Il était sincère alors. Pour cette fortune qu’il destinait aux armes du Téméraire et pour quelques heures d’amour, il avait joyeusement jeté sa vie dans la balance du marchand, pensant qu’il dépensait ainsi toute la part de bonheur à laquelle il avait droit en ce monde. Pourtant, le piège de l’amour s’était refermé sur lui et, au lieu de chercher le trépas, Philippe avait tout fait pour l’éviter dans l’espoir de revoir, ne fût-ce qu’une seule fois, le visage de celle qu’il aimait. Et il l’avait revue.
Fiora et lui s’étaient aimés à nouveau alors que résonnait encore le glas du Grand Duc d’Occident et de la Bourgogne souveraine. Ils avaient vécu cette fin et aussi cette aurore d’un temps nouveau dont Philippe pensait qu’ils pourraient la partager jusqu’au bout de leur chemin terrestre. Et puis, tout avait basculé dans le chaos...
Fiora croyait qu’ils allaient connaître l’existence paisible de châtelains uniquement occupés à fonder une famille. Lui savait que cette paix n’était pas possible, la Bourgogne ayant encore à lutter pour sa princesse Marie contre la puissance irrésistible du roi de France. Il espérait que sa jeune femme attendrait sagement son retour à Selongey dans la grande demeure familiale, mais Fiora n’avait pas compris, pas admis qu’il voulût, après tant de tribulations, s’éloigner d’elle afin de mettre son épée au service d’une suzeraine qui n’était pour elle qu’une autre femme. Et puis il y avait eu ce malheureux mot d’obéissance qui avait échappé à Philippe...
Dût-il vivre centenaire – ce qui n’avait plus la moindre chance de se réaliser –, il ne pourrait oublier la dernière image qu’il avait emportée de sa bien-aimée : enveloppée à la hâte dans le drap qu’elle venait d’arracher au lit, ses noirs cheveux en désordre sur ses épaules nues et ses larges yeux gris chargés de nuages d’orage, Fiora était l’image même de la révolte et n’avait pas mâché ses mots.
Jamais son père ne l’avait astreinte à « l’obéissance » ! C’était un terme qui ne faisait pas partie de son vocabulaire. Quant à lui, le mari si fraîchement retrouvé et qui osait parler en maître, il viendrait, s’il voulait la revoir, jusqu’en Touraine, pour la chercher dans le manoir que le roi Louis lui avait offert en récompense des peines endurées à son service.
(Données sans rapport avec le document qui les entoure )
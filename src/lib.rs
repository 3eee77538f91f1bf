//! Terminal app launcher: browse a catalog of applications, then install or
//! open them with per-platform actions, deep-link fallbacks and an offline
//! copy of the catalog.

pub mod app;
pub mod cache;
pub mod config;
pub mod error;
pub mod launch;
pub mod registry;
pub mod system;
pub mod ui;
pub mod utils;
Une sortie hautaine mais rapide avait sauvé la rebelle d’une violente réaction de colère conjugale. Philippe savait trop quel genre de services Fiora avait rendus à l’astucieux souverain, comment elle avait pris au piège de son ensorcelante beauté le condottiere Campobasso qui, pour la reprendre, avait trahi le Téméraire au jour du dernier combat. Fiora avait regretté ces heures d’aberration, mais Philippe trouvait du dernier mauvais goût qu’elle les lui rappelât en évoquant le paiement qu’elle en avait reçu. Pour cette seule raison, il n’avait pas poursuivi la fugitive. Il avait espéré qu’elle reviendrait, un peu confuse, mais tendre et déjà prête à reprendre avec lui le jeu grisant de l’amour. Elle n’était pas revenue. Une heure plus tard, Fiora quittait Nancy à destination du Plessis-lès-Tours, le château royal, en compagnie de sa vieille amie dame Léonarde Mercet et escortée du sergent La Bourrasque, autrement dit Douglas Mortimer, des Mortimer de Glen Livet, l’un des plus brillants officiers de la fameuse Garde écossaise du roi Louis. Aucune réconciliation n’était possible, car, pour rien au monde, Philippe ne se fût lancé à la poursuite de sa femme dès l’instant que sa route la menait vers le plus redoutable ennemi du défunt duc de Bourgogne. Le lendemain, Philippe quittait à son tour la Lorraine afin de rejoindre, à Gand, la princesse Marie de Bourgogne et la duchesse veuve Marguerite qui s’efforçaient de rassembler leurs fidèles pour faire face à un horizon devenu singulièrement sombre. La politique creusait à nouveau le fossé que l’amour croyait avoir comblé à jamais...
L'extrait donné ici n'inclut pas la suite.